State who is considered to be a close contact requiring prophylaxis with regards to a patient who has meningococcal disease.
1) Prolonged close contact in a household during the 7 days before onset of illness.
2) People who have had transient close contact if they have been directly exposed to large particle droplets/ secretions from respiratory tract of index case.
When should antibiotic prophylaxis be started for close contacts after a confirmed diagnosis of an index case of meningococcal disease?
As soon as possible after index case diagnosis (ideally within 24 hours).
**Prophylaxis generally considered regardless of close contact meningococcal vaccination status.
Describe the hearing milestones for the following ages:
1) Birth
2) 4 months
3) 7 months
4) 9 months
5) 12 months
1) Startles and blinks at sudden noise (i.e. door slam)
2) Quietens or smiles to the sound of voice, even if person not visible. May turn head towards sound.
3) Turns immediately to voice.
4) Listens attentively, babbles.
5) Responds to own name and familiar words.
1) What hearing test is done in a newborn?
2) If the initial hearing screening test done in a newborn is abnormal, what test is done?
1) Otoacoustic emission test
2) Auditory brainstem response test
1) Why is there no screening programme for dementia?
2) Active memory assessment should be carried out in those who are at risk, which includes which groups of people?
1) Because dementia does not fulfil the criteria of a condition suitable for screening.
2) >75, high vascular risk, Parkinson’s disease, learning disabilities.
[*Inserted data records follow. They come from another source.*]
//! Integration Tests
//!
//! End-to-end lifecycle scenarios across the token ledger and the
//! governance engine, driven with the default (genesis) configuration
//! and an explicitly advanced clock.

use crate::{Governance, ProposalAction, QuorumChange};
use agora_common::constants::token::ONE;
use agora_common::errors::GovError;
use agora_common::types::{Address, GovernanceConfig, ProposalPhase, Timestamp};
use agora_gov_token::GovToken;

const T0: Timestamp = 1_612_274_437;

fn governance_address() -> Address {
    [0xAAu8; 32]
}

fn delegate() -> Address {
    [1u8; 32]
}

fn delegator() -> Address {
    [2u8; 32]
}

fn whale() -> Address {
    [3u8; 32]
}

/// Genesis deployment: default config, a delegator holding just over the
/// proposal threshold, and a whale that can carry quorum on its own.
fn deploy() -> (Governance, GovToken) {
    let mut gov = Governance::new(governance_address(), GovernanceConfig::default()).unwrap();
    let mut token = GovToken::new();

    token.mint(delegator(), 1_500 * ONE, T0).unwrap();
    token.mint(whale(), 800_000 * ONE, T0).unwrap();

    // The delegator locks enough weight to propose and hands it to the
    // delegate.
    token
        .approve(delegator(), gov.address(), 1_200 * ONE, T0)
        .unwrap();
    gov.lock_with_approval(&mut token, delegator(), 1_200 * ONE, T0)
        .unwrap();
    token.delegate(delegator(), delegate(), T0).unwrap();

    (gov, token)
}

fn lock(gov: &mut Governance, token: &mut GovToken, owner: Address, amount: u64, now: Timestamp) {
    token.approve(owner, gov.address(), amount, now).unwrap();
    gov.lock_with_approval(token, owner, amount, now).unwrap();
}

fn lower_quorum_action() -> Box<dyn ProposalAction> {
    Box::new(QuorumChange {
        new_quorum: 15_000 * ONE,
    })
}

#[test]
fn test_lower_vote_quorum_lifecycle() {
    let (mut gov, mut token) = deploy();
    let mut now = T0;

    assert_eq!(gov.proposal_count(), 0);
    assert_eq!(gov.quorum_votes(), 25_000 * ONE);

    // == Propose ==

    let id = gov
        .propose_by_delegate(
            &token,
            delegate(),
            delegator(),
            lower_quorum_action(),
            "Change the vote quorum from 25k to 15k AGORA.",
            now,
        )
        .unwrap();

    assert_eq!(id, 1);
    assert_eq!(gov.proposal_count(), 1);
    assert_eq!(gov.phase(id, now).unwrap(), ProposalPhase::Pending);

    // == Vote ==

    // The whale locks 25k and votes once the delay has elapsed
    lock(&mut gov, &mut token, whale(), 25_000 * ONE, now);

    now += gov.voting_delay() + 1;
    assert_eq!(gov.phase(id, now).unwrap(), ProposalPhase::Active);
    gov.cast_vote(whale(), id, true, now).unwrap();

    // == Execute ==

    now += gov.voting_period() + gov.execution_delay();
    assert_eq!(gov.phase(id, now).unwrap(), ProposalPhase::Executable);
    gov.execute(id, now).unwrap();

    // The protocol amended its own quorum
    assert_eq!(gov.quorum_votes(), 15_000 * ONE);
    assert_eq!(gov.phase(id, now).unwrap(), ProposalPhase::Executed);
}

#[test]
fn test_quorum_not_reached() {
    let (mut gov, mut token) = deploy();
    let mut now = T0;

    let id = gov
        .propose_by_delegate(
            &token,
            delegate(),
            delegator(),
            lower_quorum_action(),
            "Change the vote quorum from 25k to 15k AGORA.",
            now,
        )
        .unwrap();

    // Only 10k locked: below the 25k quorum
    lock(&mut gov, &mut token, whale(), 10_000 * ONE, now);

    now += gov.voting_delay() + 1;
    gov.cast_vote(whale(), id, true, now).unwrap();

    now += gov.voting_period() + gov.execution_delay();
    let result = gov.execute(id, now);
    assert!(matches!(
        result,
        Err(GovError::NotExecutable {
            phase: ProposalPhase::Defeated,
            ..
        })
    ));
    assert!(!result.unwrap_err().is_retryable());

    // Waiting longer changes nothing: Defeated is terminal
    now += 365 * 86_400;
    assert_eq!(gov.phase(id, now).unwrap(), ProposalPhase::Defeated);
    assert_eq!(gov.quorum_votes(), 25_000 * ONE);
}

#[test]
fn test_proposals_are_independent() {
    let (mut gov, mut token) = deploy();
    let mut now = T0;

    // Second proposer with its own locked weight
    let other = [4u8; 32];
    token.mint(other, 2_000 * ONE, now).unwrap();
    lock(&mut gov, &mut token, other, 2_000 * ONE, now);

    let first = gov
        .propose_by_delegate(
            &token,
            delegate(),
            delegator(),
            lower_quorum_action(),
            "Change the vote quorum from 25k to 15k AGORA.",
            now,
        )
        .unwrap();
    let second = gov
        .propose(
            other,
            Box::new(QuorumChange {
                new_quorum: 20_000 * ONE,
            }),
            "Change the vote quorum from 25k to 20k AGORA.",
            now,
        )
        .unwrap();

    assert_eq!(first, 1);
    assert_eq!(second, 2);

    lock(&mut gov, &mut token, whale(), 30_000 * ONE, now);

    now += gov.voting_delay() + 1;
    gov.cast_vote(whale(), first, true, now).unwrap();

    // Voting on the first proposal leaves the second's tally untouched
    assert_eq!(gov.proposal(first).unwrap().for_votes, 30_000 * ONE);
    assert_eq!(gov.proposal(second).unwrap().for_votes, 0);

    now += gov.voting_period() + gov.execution_delay();
    gov.execute(first, now).unwrap();

    // Executing the first defeats neither the second's record nor its
    // (empty) tally
    assert_eq!(gov.quorum_votes(), 15_000 * ONE);
    assert!(!gov.proposal(second).unwrap().executed);
    assert_eq!(gov.proposal(second).unwrap().for_votes, 0);
    assert_eq!(gov.phase(second, now).unwrap(), ProposalPhase::Defeated);
}

#[test]
fn test_whale_can_unlock_after_window() {
    let (mut gov, mut token) = deploy();
    let mut now = T0;

    let id = gov
        .propose_by_delegate(
            &token,
            delegate(),
            delegator(),
            lower_quorum_action(),
            "Change the vote quorum from 25k to 15k AGORA.",
            now,
        )
        .unwrap();

    lock(&mut gov, &mut token, whale(), 25_000 * ONE, now);

    now += gov.voting_delay() + 1;
    gov.cast_vote(whale(), id, true, now).unwrap();

    // Voting pinned the whale's tokens until the execution window opens
    let result = gov.unlock(&mut token, whale(), 25_000 * ONE, now);
    assert!(matches!(result, Err(GovError::WithdrawalLocked { .. })));

    now += gov.voting_period() + gov.execution_delay();
    gov.execute(id, now).unwrap();

    gov.unlock(&mut token, whale(), 25_000 * ONE, now).unwrap();
    assert_eq!(token.balance_of(&whale()), 800_000 * ONE);
    assert_eq!(gov.locked_balance(&whale()), 0);

    // The vote record persists for audit even after the exit
    assert_eq!(gov.receipt(id, &whale()).unwrap().weight, 25_000 * ONE);
}

#[test]
fn test_delegated_weight_bounded_by_supply() {
    let (mut gov, mut token) = deploy();
    let now = T0;

    // Several holders lock and delegate to the same representative
    let holders: [Address; 3] = [[10u8; 32], [11u8; 32], [12u8; 32]];
    for holder in holders {
        token.mint(holder, 5_000 * ONE, now).unwrap();
        lock(&mut gov, &mut token, holder, 4_000 * ONE, now);
        token.delegate(holder, delegate(), now).unwrap();
    }

    // The delegate's effective weight is the sum of its delegators'
    // locked balances, necessarily bounded by total supply
    let effective: u64 = holders.iter().map(|h| gov.locked_balance(h)).sum();
    assert_eq!(effective, 12_000 * ONE);
    assert!(effective <= token.total_supply());
    assert!(gov.total_locked() <= token.total_supply());
}

#[test]
fn test_defeated_proposer_can_repropose() {
    let (mut gov, token) = deploy();
    let mut now = T0;

    let first = gov
        .propose_by_delegate(
            &token,
            delegate(),
            delegator(),
            lower_quorum_action(),
            "Change the vote quorum from 25k to 15k AGORA.",
            now,
        )
        .unwrap();

    // Nobody votes: the proposal is defeated at the end of voting
    now += gov.voting_delay() + gov.voting_period();
    assert_eq!(gov.phase(first, now).unwrap(), ProposalPhase::Defeated);

    // A defeated proposal is archived, not resurrected: the same change
    // goes in again under a fresh id
    let second = gov
        .propose_by_delegate(
            &token,
            delegate(),
            delegator(),
            lower_quorum_action(),
            "Change the vote quorum from 25k to 15k AGORA.",
            now,
        )
        .unwrap();

    assert_eq!(second, 2);
    assert_eq!(gov.proposal_count(), 2);
    assert_eq!(gov.phase(first, now).unwrap(), ProposalPhase::Defeated);
}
What hearing screening tests can be done at the following ages:
1) 6-9 months
2) 18 months - 2.5 years
3) >2.5 years
4) >3 years
1) Distraction test
2) Recognition of familiar objects
3) Performance testing or speech discrimination testing
4) Pure tone audiometry (done at school in most areas of the UK)
Name and describe 3 ways to prevent deafness.
1) Strengthen maternal and child healthcare programmes (incl. immunisation)
2) Train HCPs in hearing care
3) Regulate and monitor use of ototoxic medications and environmental noise
4) Implement infant and school based hearing screening
5) Make hearing devices and communication therapies accessible.
6) Raise awareness to promote hearing care and reduce stigma.